/// A purchase invoice for Globex: expense 10000 debit, creditor credit for the
/// net payable and the withheld amount credited to the TDS account.
fn invoice_dataset(deducted: Decimal, net_total: Option<Decimal>) -> TdsDataset {
    let pi = VoucherType::PurchaseInvoice;
    TdsDataset {
        tds_accounts: HashSet::from([TDS_ACCOUNT.to_string()]),
        entries: vec![
            entry("PI-0001", pi.clone(), EXPENSE, dec!(10000), dec!(0), None, Some("Globex")),
            entry(
                "PI-0001",
                pi.clone(),
                CREDITORS,
                dec!(0),
                dec!(10000) - deducted,
                Some("Globex"),
                Some(EXPENSE),
            ),
            entry("PI-0001", pi, TDS_ACCOUNT, dec!(0), deducted, None, Some("Globex")),
        ],
        vouchers: HashMap::from([(
            "PI-0001".to_string(),
            VoucherMeta {
                tax_withholding_category: Some("194J".to_string()),
                net_total,
                journal_parties: Vec::new(),
            },
        )]),
        suppliers: HashMap::from([("Globex".to_string(), supplier("Globex", Some("194C")))]),
        rates: HashMap::from([
            ("194J".to_string(), dec!(10)),
            ("194C".to_string(), dec!(2)),
        ]),
    }
}

// ============================================================================
// Filters
// ============================================================================

#[test]
fn test_inverted_date_range_is_rejected() {
    let mut f = filters(None);
    f.from_date = date(30);
    f.to_date = date(1);

    let result = TdsReportService::build_report(&f, &invoice_dataset(dec!(1000), None), TaxIdField::Pan);
    assert!(matches!(result, Err(TdsError::InvalidDateRange { .. })));
}

#[test]
fn test_same_day_range_is_valid() {
    let mut f = filters(None);
    f.to_date = f.from_date;
    assert!(f.validate().is_ok());
}

#[test]
fn test_blank_supplier_filter_is_ignored() {
    let mut f = filters(None);
    f.supplier = Some("  ".to_string());
    assert!(f.supplier().is_none());
}

// ============================================================================
// Columns
// ============================================================================

#[rstest]
#[case(Some("Naming Series"), true)]
#[case(Some("Supplier Name"), false)]
#[case(Some("naming series"), false)]
#[case(None, false)]
fn test_supplier_name_column_follows_naming_series(
    #[case] naming_series: Option<&str>,
    #[case] expected: bool,
) {
    let columns = build_columns(&filters(naming_series), TaxIdField::Pan);
    let has_name = columns.iter().any(|c| c.fieldname == "supplier_name");
    assert_eq!(has_name, expected);
    assert_eq!(columns.len(), if expected { 11 } else { 10 });
}

#[rstest]
#[case(TaxIdField::Pan, "pan", "PAN")]
#[case(TaxIdField::TaxId, "tax_id", "Tax Id")]
fn test_first_column_follows_tax_id_capability(
    #[case] field: TaxIdField,
    #[case] fieldname: &str,
    #[case] label: &str,
) {
    let columns = build_columns(&filters(None), field);
    assert_eq!(columns[0].fieldname, fieldname);
    assert_eq!(columns[0].label, label);
    assert_eq!(columns[0].width, 90);
}

#[test]
fn test_column_order_and_metadata() {
    let columns = build_columns(&filters(Some(NAMING_SERIES)), TaxIdField::Pan);
    let names: Vec<&str> = columns.iter().map(|c| c.fieldname.as_str()).collect();
    assert_eq!(
        names,
        vec![
            "pan",
            "supplier",
            "supplier_name",
            "section_code",
            "entity_type",
            "tds_rate",
            "total_amount_credited",
            "tds_deducted",
            "transaction_date",
            "transaction_type",
            "ref_no",
        ]
    );

    let reference = columns.last().unwrap();
    assert_eq!(reference.fieldtype, Some(FieldType::DynamicLink));
    assert_eq!(reference.options.as_deref(), Some("transaction_type"));

    let transaction_type = &columns[9];
    assert_eq!(transaction_type.fieldtype, None);

    let serialized = serde_json::to_value(reference).unwrap();
    assert_eq!(serialized["fieldtype"], json!("Dynamic Link"));
    let serialized = serde_json::to_value(transaction_type).unwrap();
    assert!(serialized.get("fieldtype").is_none());
}

// ============================================================================
// Aggregation
// ============================================================================

#[test]
fn test_full_deduction_keeps_statutory_rate() {
    let rows = TdsReportService::build_rows(&invoice_dataset(dec!(1000), Some(dec!(10000))));

    assert_eq!(rows.len(), 1);
    let row = &rows[0];
    assert_eq!(row.tds_deducted, dec!(1000));
    assert_eq!(row.total_amount_credited, dec!(10000));
    assert_eq!(row.tds_rate, Some(dec!(10)));
    assert_eq!(row.section_code.as_deref(), Some("194J"));
    assert_eq!(row.ref_no, "PI-0001");
    assert_eq!(row.transaction_type, VoucherType::PurchaseInvoice);
}

#[test]
fn test_partial_exemption_uses_realized_rate() {
    let rows = TdsReportService::build_rows(&invoice_dataset(dec!(500), Some(dec!(10000))));

    assert_eq!(rows.len(), 1);
    assert_eq!(rows[0].tds_deducted, dec!(500));
    assert_eq!(rows[0].tds_rate, Some(dec!(5)));
}

#[test]
fn test_net_total_overrides_credit_sum() {
    // Credits on the voucher sum to 10000, the invoice says 8000 is subject to TDS
    let rows = TdsReportService::build_rows(&invoice_dataset(dec!(800), Some(dec!(8000))));

    assert_eq!(rows[0].total_amount_credited, dec!(8000));
    assert_eq!(rows[0].tds_rate, Some(dec!(10)));
}

#[test]
fn test_missing_net_total_falls_back_to_credit_sum() {
    let rows = TdsReportService::build_rows(&invoice_dataset(dec!(1000), None));
    assert_eq!(rows[0].total_amount_credited, dec!(10000));

    let rows = TdsReportService::build_rows(&invoice_dataset(dec!(1000), Some(Decimal::ZERO)));
    assert_eq!(rows[0].total_amount_credited, dec!(10000));
}

#[test]
fn test_voucher_without_tds_activity_emits_no_row() {
    let mut dataset = invoice_dataset(dec!(1000), Some(dec!(10000)));
    dataset.entries.push(entry(
        "PE-0001",
        VoucherType::PaymentEntry,
        CREDITORS,
        dec!(9000),
        dec!(0),
        Some("Globex"),
        Some(BANK),
    ));
    dataset.entries.push(entry(
        "PE-0001",
        VoucherType::PaymentEntry,
        BANK,
        dec!(0),
        dec!(9000),
        None,
        Some("Globex"),
    ));

    let rows = TdsReportService::build_rows(&dataset);
    assert_eq!(rows.len(), 1);
    assert_eq!(rows[0].ref_no, "PI-0001");
}

#[test]
fn test_reversed_deduction_nets_to_zero() {
    let mut dataset = invoice_dataset(dec!(1000), Some(dec!(10000)));
    dataset.entries.push(entry(
        "PI-0001",
        VoucherType::PurchaseInvoice,
        TDS_ACCOUNT,
        dec!(1000),
        dec!(0),
        None,
        Some("Globex"),
    ));

    assert!(TdsReportService::build_rows(&dataset).is_empty());
}

#[test]
fn test_cancelled_entries_are_ignored() {
    let mut dataset = invoice_dataset(dec!(1000), Some(dec!(10000)));
    for entry in &mut dataset.entries {
        entry.is_cancelled = true;
    }
    assert!(TdsReportService::build_rows(&dataset).is_empty());
}

#[test]
fn test_category_falls_back_to_supplier_default() {
    let mut dataset = invoice_dataset(dec!(200), None);
    dataset.vouchers.get_mut("PI-0001").unwrap().tax_withholding_category = None;

    let rows = TdsReportService::build_rows(&dataset);
    assert_eq!(rows[0].section_code.as_deref(), Some("194C"));
    // 200 of 10000 is exactly the 2% statutory rate
    assert_eq!(rows[0].tds_rate, Some(dec!(2)));
}

#[test]
fn test_unknown_category_has_no_rate() {
    let mut dataset = invoice_dataset(dec!(1000), Some(dec!(10000)));
    dataset.rates.clear();

    let rows = TdsReportService::build_rows(&dataset);
    assert_eq!(rows[0].tds_rate, None);
}

#[test]
fn test_supplier_details_come_from_master() {
    let rows = TdsReportService::build_rows(&invoice_dataset(dec!(1000), None));
    let row = &rows[0];
    assert_eq!(row.supplier.as_deref(), Some("Globex"));
    assert_eq!(row.tax_id.as_deref(), Some("PAN-Globex"));
    assert_eq!(row.supplier_name.as_deref(), Some("Globex Pvt Ltd"));
    assert_eq!(row.entity_type.as_deref(), Some("Company"));
}

#[test]
fn test_journal_entry_uses_first_line_party() {
    let je = VoucherType::JournalEntry;
    let dataset = TdsDataset {
        tds_accounts: HashSet::from([TDS_ACCOUNT.to_string()]),
        entries: vec![
            entry("JV-0001", je.clone(), CREDITORS, dec!(300), dec!(0), None, Some(TDS_ACCOUNT)),
            entry("JV-0001", je, TDS_ACCOUNT, dec!(0), dec!(300), None, Some(CREDITORS)),
        ],
        vouchers: HashMap::from([(
            "JV-0001".to_string(),
            VoucherMeta {
                tax_withholding_category: None,
                net_total: None,
                journal_parties: vec!["Initech".to_string(), "Globex".to_string()],
            },
        )]),
        suppliers: HashMap::from([
            ("Initech".to_string(), supplier("Initech", Some("194I"))),
            ("Globex".to_string(), supplier("Globex", Some("194C"))),
        ]),
        rates: HashMap::from([("194I".to_string(), dec!(10))]),
    };

    let rows = TdsReportService::build_rows(&dataset);
    assert_eq!(rows.len(), 1);
    let row = &rows[0];
    assert_eq!(row.supplier.as_deref(), Some("Initech"));
    assert_eq!(row.section_code.as_deref(), Some("194I"));
    assert_eq!(row.total_amount_credited, dec!(300));
    // 300 of 300 credited is 100%, above the statutory 10%
    assert_eq!(row.tds_rate, Some(dec!(10)));
}

#[test]
fn test_overflowing_voucher_is_skipped() {
    let mut dataset = invoice_dataset(dec!(1000), Some(dec!(10000)));
    let jv = VoucherType::JournalEntry;
    dataset.entries.extend([
        entry("JV-0009", jv.clone(), TDS_ACCOUNT, dec!(0), Decimal::MAX, None, Some("Globex")),
        entry("JV-0009", jv, TDS_ACCOUNT, dec!(0), Decimal::MAX, None, Some("Globex")),
    ]);

    let rows = TdsReportService::build_rows(&dataset);
    assert_eq!(rows.len(), 1);
    assert_eq!(rows[0].ref_no, "PI-0001");
}

#[test]
fn test_zero_credited_keeps_statutory_rate() {
    let dataset = TdsDataset {
        tds_accounts: HashSet::from([TDS_ACCOUNT.to_string()]),
        entries: vec![entry(
            "PE-0002",
            VoucherType::PaymentEntry,
            TDS_ACCOUNT,
            dec!(50),
            dec!(0),
            Some("Globex"),
            None,
        )],
        vouchers: HashMap::new(),
        suppliers: HashMap::from([("Globex".to_string(), supplier("Globex", Some("194C")))]),
        rates: HashMap::from([("194C".to_string(), dec!(2))]),
    };

    let rows = TdsReportService::build_rows(&dataset);
    assert_eq!(rows.len(), 1);
    assert_eq!(rows[0].tds_deducted, dec!(-50));
    assert_eq!(rows[0].total_amount_credited, Decimal::ZERO);
    assert_eq!(rows[0].tds_rate, Some(dec!(2)));
}

#[test]
fn test_rows_follow_first_appearance_order() {
    let mut dataset = invoice_dataset(dec!(1000), None);
    let mut second = invoice_dataset(dec!(100), None).entries;
    for e in &mut second {
        e.voucher_no = "PI-0000".to_string();
    }
    let first = std::mem::take(&mut dataset.entries);
    dataset.entries = first.into_iter().chain(second).collect();

    let rows = TdsReportService::build_rows(&dataset);
    let refs: Vec<&str> = rows.iter().map(|r| r.ref_no.as_str()).collect();
    assert_eq!(refs, vec!["PI-0001", "PI-0000"]);
}

// ============================================================================
// Report records
// ============================================================================

#[test]
fn test_report_records_match_columns() {
    let dataset = invoice_dataset(dec!(1000), Some(dec!(10000)));
    let report =
        TdsReportService::build_report(&filters(Some(NAMING_SERIES)), &dataset, TaxIdField::Pan)
            .unwrap();

    assert_eq!(report.rows.len(), 1);
    let record = &report.rows[0];
    for column in &report.columns {
        assert!(record.contains_key(&column.fieldname), "missing {}", column.fieldname);
    }
    assert_eq!(record["pan"], json!("PAN-Globex"));
    assert_eq!(record["supplier_name"], json!("Globex Pvt Ltd"));
    assert_eq!(record["transaction_type"], json!("Purchase Invoice"));
    assert_eq!(record["transaction_date"], json!("2024-04-10"));
}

• _Prompt_
Write out every line of the data that holds the word "TdsDataset".

• _Response to the exercise_
fn invoice_dataset(deducted: Decimal, net_total: Option<Decimal>) -> TdsDataset {
    TdsDataset {
    let dataset = TdsDataset {
    let dataset = TdsDataset {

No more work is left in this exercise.